Il est difficile pour une partie de prouver qu'un événement ne s'est pas produit. Elle peut pour l'essentiel faire valoir ce qui aurait pu se produire ou ce qui aurait normalement été fait si une lettre avait été reçue, afin de mettre en doute les preuves de l'OEB. Il est pratiquement impossible de produire des preuves convaincantes montrant que la lettre n'a pas été reçue. L'OEB se trouve lui aussi dans une situation difficile lorsqu'un demandeur soutient qu'il n'a pas reçu une notification. Il doit dans ce cas entreprendre des recherches auprès des services postaux et se fonder sur les informations obtenues.

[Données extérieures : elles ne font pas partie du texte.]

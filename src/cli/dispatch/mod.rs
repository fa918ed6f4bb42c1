//! Maps validated CLI arguments to the action the binary runs.

use crate::cli::actions::{server::Args, Action};
use crate::cli::commands::{provider, ARG_ADMIN_SESSION_TTL, ARG_DSN, ARG_PORT};
use anyhow::{Context, Result};
use secrecy::SecretString;

/// Map validated CLI matches to a server action.
///
/// # Errors
/// Returns an error if required arguments are missing or inconsistent.
pub fn handler(matches: &clap::ArgMatches) -> Result<Action> {
    let port = matches.get_one::<u16>(ARG_PORT).copied().unwrap_or(8080);
    let dsn = matches
        .get_one::<String>(ARG_DSN)
        .cloned()
        .map(SecretString::from)
        .context("missing required argument: --dsn")?;
    let admin_session_ttl_seconds = matches
        .get_one::<i64>(ARG_ADMIN_SESSION_TTL)
        .copied()
        .unwrap_or(3600);

    if admin_session_ttl_seconds <= 0 {
        anyhow::bail!("--{ARG_ADMIN_SESSION_TTL} must be greater than zero");
    }

    let provider = provider::parse(matches)?;

    Ok(Action::Server(Args {
        port,
        dsn,
        provider,
        admin_session_ttl_seconds,
    }))
}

Or, celles-ci sont généralement peu satisfaisantes car elles ne donnent souvent aucune précision. Après quelque temps, il se peut même qu'il ne soit plus possible de se procurer ces informations. Toutefois, cela ne doit pas aller au détriment du demandeur, a fortiori lorsqu'il s'agit d'une notification signalant une perte de droits. De tels problèmes pourraient être évités si les notifications de ce type étaient signifiées par lettre recommandée avec demande d'avis de réception (J 9/05 et J 18/05).

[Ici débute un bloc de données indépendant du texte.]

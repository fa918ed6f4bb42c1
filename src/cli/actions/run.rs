use crate::cli::actions::{server, Action};
use anyhow::Result;

/// Single dispatch point for all CLI actions.
/// # Errors
/// Returns an error if the action fails.
pub async fn execute(action: Action) -> Result<()> {
    match action {
        Action::Server(args) => server::execute(args).await,
    }
}
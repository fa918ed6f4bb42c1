use axum::response::Json;
use serde::{Deserialize, Serialize};
use utoipa::ToSchema;

#[derive(ToSchema, Serialize, Deserialize, Debug)]
pub struct Version {
    version: String,
}

#[utoipa::path(
    get,
    path = "/version",
    responses(
        (status = 200, description = "Running service version", body = Version)
    ),
    tag = "system"
)]
pub async fn version() -> Json<Version> {
    Json(Version {
        version: env!("CARGO_PKG_VERSION").to_string(),
    })
}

Conformément à la règle 126(2) CBE (ancienne règle 78(2) CBE 1973), il incombe à l'OEB, en cas de contestation, d'établir la date de la remise d'une lettre à son destinataire. Selon la décision T 247/98, pour déterminer le sens de l'expression "im Zweifel" figurant dans la version allemande de cette règle, il y a lieu de prendre en considération les textes anglais et français, qui impliquent l'existence d'un litige ("en cas de contestation" et "in the event of any dispute"). Il ressort des principes généraux relatifs à la charge de l'allégation qu'une partie qui désire se prévaloir de l'application d'une disposition juridique qui lui est favorable est tenue de présenter des faits qui justifient l'application de la disposition en question, même si, en définitive, elle n'en a pas la charge de la preuve. Le fait qu'il incombe à l'OEB, en cas de litige au sens de ladite règle, d'établir la date de la remise d'une lettre à son destinataire ne signifie pas qu'une partie qui désire faire valoir qu'une lettre de l'OEB lui est parvenue tardivement ne soit pas tenue de contribuer à clarifier les faits qui la concernent personnellement, et puisse rester passive en attendant que l'OEB parvienne à établir la date à laquelle elle a reçu la lettre en question. Une contestation au sens de cette disposition n'est donc justifiée que si la partie concernée fait valoir qu'une lettre lui est effectivement parvenue plus de dix jours après la date à laquelle elle a été remise à la poste.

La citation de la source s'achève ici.